Photograph by Anton Miglietta, History Teacher, IJLA; Courtesy of IJLA and students / alumni.

I had studied and written about CHM relatively extensively at that point, first for my dissertation and later for my book, Exhibitions for Social Justice. To be totally frank, this research left me a little nervous about undertaking the project because I wasn’t sure if the Museum was ready to make the kinds of changes the students were requesting. I’m excited to say that I think we are on that path now.

Your position is Curator of Civic Engagement and Social Justice. How exactly does one go about curating these things? Especially social justice.

The word “curate” comes from a Latin word, “curare,” meaning “to care for.” My work is about caring for people and their stories as well as caring for our society and how well it works for everyone—caring about our collectivity.

My position works in two directions. On the one hand, I am responsible for understanding and employing the Museum’s collections that address civic engagement and social justice in storytelling through exhibitions. Primarily, this is through the Archives & Manuscripts and Prints & Photographs collections with a secondary focus on the Decorative and Industrial Arts collection. On the other hand, it is my job to look for ways that the institution itself can foster civic engagement and work for social justice.

What does a typical day look like for you?

I do a lot of different things as part of my job! They range from research in a library, archive, or special collection to meetings with community members all over town in different neighborhoods and suburbs.

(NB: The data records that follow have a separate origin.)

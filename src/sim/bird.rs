use super::Rect;
use crate::config::Tuning;
use std::time::Duration;

/// The player's avatar. It never moves horizontally; the world scrolls past.
#[derive(Debug, Clone, PartialEq)]
pub struct Bird {
    x: f32,
    pub y: f32,
    pub velocity: f32,
    frame: usize,
    frame_timer: Duration,
}

impl Bird {
    pub fn new(tuning: &Tuning) -> Self {
        Self {
            x: tuning.bird_x,
            y: tuning.height / 2.0,
            velocity: 0.0,
            frame: 0,
            frame_timer: Duration::ZERO,
        }
    }

    pub fn x(&self) -> f32 {
        self.x
    }

    /// Animation frame index, in `0..tuning.flap_frames`.
    pub fn frame(&self) -> usize {
        self.frame
    }

    pub fn flap(&mut self, tuning: &Tuning) {
        self.velocity = tuning.flap_velocity;
    }

    /// One physics step. Gravity is a fixed per-call increment; `dt` only
    /// drives the wing animation.
    pub fn integrate(&mut self, dt: Duration, tuning: &Tuning) {
        self.velocity += tuning.gravity;
        self.y += self.velocity;

        self.frame_timer += dt;
        if self.frame_timer > tuning.frame_interval {
            self.frame = (self.frame + 1) % tuning.flap_frames.max(1);
            self.frame_timer = Duration::ZERO;
        }
    }

    /// Collision box. Ignores tilt and animation.
    pub fn bounds(&self, tuning: &Tuning) -> Rect {
        Rect::centered(self.x, self.y, tuning.bird_size, tuning.bird_size)
    }

    /// Visual tilt in degrees, positive is nose-up.
    pub fn tilt_degrees(&self) -> f32 {
        (-self.velocity * 3.0).clamp(-25.0, 90.0)
    }
}
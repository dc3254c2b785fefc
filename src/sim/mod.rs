//! Game simulation
//!
//! Everything that decides what happens lives here; nothing in this module
//! touches the terminal, the audio device or the filesystem. Physics runs one
//! fixed increment per tick, and all randomness comes from the seeded RNG the
//! [`Simulation`] owns.

mod bird;
mod field;
mod pipe;
mod simulation;

pub use bird::Bird;
pub use field::PipeField;
pub use pipe::Pipe;
pub use simulation::{DeathCause, GameEvent, Phase, Simulation};

/// Axis-aligned rectangle in playfield units, `(x, y)` at the top-left.
#[derive(Debug, Clone, Copy, PartialEq)]
pub struct Rect {
    pub x: f32,
    pub y: f32,
    pub w: f32,
    pub h: f32,
}

impl Rect {
    pub const fn new(x: f32, y: f32, w: f32, h: f32) -> Self {
        Self { x, y, w, h }
    }

    pub fn centered(cx: f32, cy: f32, w: f32, h: f32) -> Self {
        Self::new(cx - w / 2.0, cy - h / 2.0, w, h)
    }

    pub fn is_empty(&self) -> bool {
        self.w <= 0.0 || self.h <= 0.0
    }

    /// Strict overlap: rectangles that only share an edge do not intersect,
    /// and empty rectangles intersect nothing.
    pub fn intersects(&self, other: &Rect) -> bool {
        if self.is_empty() || other.is_empty() {
            return false;
        }
        self.x < other.x + other.w
            && other.x < self.x + self.w
            && self.y < other.y + other.h
            && other.y < self.y + self.h
    }
}
impl PixelBuf {
    pub fn new(w: usize, h: usize) -> Self {
        Self {
            w,
            h,
            px: vec![BORDER; w * h],
        }
    }

    /// Buffer covering a terminal of `cols` x `rows` cells.
    pub fn for_terminal(cols: u16, rows: u16) -> Self {
        Self::new(cols as usize, rows as usize * 2)
    }

    pub fn resize(&mut self, w: usize, h: usize) {
        self.w = w;
        self.h = h;
        self.px.resize(w * h, BORDER);
    }

    pub fn width(&self) -> usize {
        self.w
    }

    pub fn height(&self) -> usize {
        self.h
    }

    pub fn set(&mut self, x: i32, y: i32, c: Rgb) {
        if x >= 0 && y >= 0 && (x as usize) < self.w && (y as usize) < self.h {
            self.px[y as usize * self.w + x as usize] = c;
        }
    }

    pub fn get(&self, x: usize, y: usize) -> Rgb {
        self.px[y * self.w + x]
    }

    fn fill(&mut self, c: Rgb) {
        self.px.iter_mut().for_each(|p| *p = c);
    }

    fn fill_rect(&mut self, x: i32, y: i32, w: i32, h: i32, c: Rgb) {
        for dy in 0..h {
            for dx in 0..w {
                self.set(x + dx, y + dy, c);
            }
        }
    }

    fn darken(&mut self) {
        self.px.iter_mut().for_each(|p| *p = p.halved());
    }

    /// Flush to the terminal, two pixels per cell using the upper half block.
    pub fn render(&self, out: &mut impl Write) -> io::Result<()> {
        queue!(out, cursor::MoveTo(0, 0))?;
        let rows = self.h / 2;
        let mut prev_fg = None;
        let mut prev_bg = None;

        for row in 0..rows {
            for col in 0..self.w {
                let top = self.get(col, row * 2);
                let bot = self.get(col, row * 2 + 1);

                if prev_bg != Some(bot) {
                    queue!(out, style::SetBackgroundColor(term_color(bot)))?;
                    prev_bg = Some(bot);
                }
                if top == bot {
                    queue!(out, style::Print(' '))?;
                } else {
                    if prev_fg != Some(top) {
                        queue!(out, style::SetForegroundColor(term_color(top)))?;
                        prev_fg = Some(top);
                    }
                    queue!(out, style::Print('\u{2580}'))?; // ▀
                }
            }
            if row + 1 < rows {
                queue!(out, style::ResetColor, style::Print("\r\n"))?;
                prev_fg = None;
                prev_bg = None;
            }
        }
        queue!(out, style::ResetColor)?;
        out.flush()
    }
}

fn term_color(c: Rgb) -> CColor {
    CColor::Rgb {
        r: c.0,
        g: c.1,
        b: c.2,
    }
}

On a given day, I could be meeting with a group of paleteros in Albany Park, a scholar in Pilsen, the Little Village Chamber of Commerce, or a family of bomba artists in Humboldt Park. I might be at the Back of the Yards library or researching steel mills in Calumet. These meetings might be about planning collaborations, collecting or borrowing material, or reaching out to additional communities and organizations. I spend two days a week at the Museum exploring the collections, planning and collaborating with colleagues from across the Museum, writing, and so on.


Elena guest teaching at the University of Texas at El Paso’s Centennial Museum in the Pasos Ajenos: Social Justice and Inequalities in the Borderlands exhibition. Photograph by and courtesy of Daniel Aguilera.

You’re leading the charge in curating the Aquí en Chicago exhibition for the Museum, slated to open in 2025. What has that experience been like for you so far?

So exciting! It’s a daunting job to make something about Latino/a/x communities in the area when that population has been absent from the stories at CHM for so long. That makes it feel like there is a lot of pressure for the exhibition to be many different things to different people. This third of the city is so diverse! However, I’ve received a lot of support, both from colleagues at CHM and from Latino/a/x folks of many different backgrounds. We need to keep a focus on the young folks who brought us into this project in the first place. When we center their story—as this exhibition will—the landscape around their story becomes clear. That’s how we got to the focus on resistance against white supremacy and colonialism (in all its many forms). So far, working on this project has been a wonderful experience. It’s a tremendous challenge and so rewarding. One partner at a community-based organization said the nicest thing when she learned we were planning the exhibition for fall 2025. I’m used to people wanting to hear more about why the timeline is so long (trust building and relationship building take time), but what she said was “I feel so safe.” Her words have stayed with me, and I hope to live up to them.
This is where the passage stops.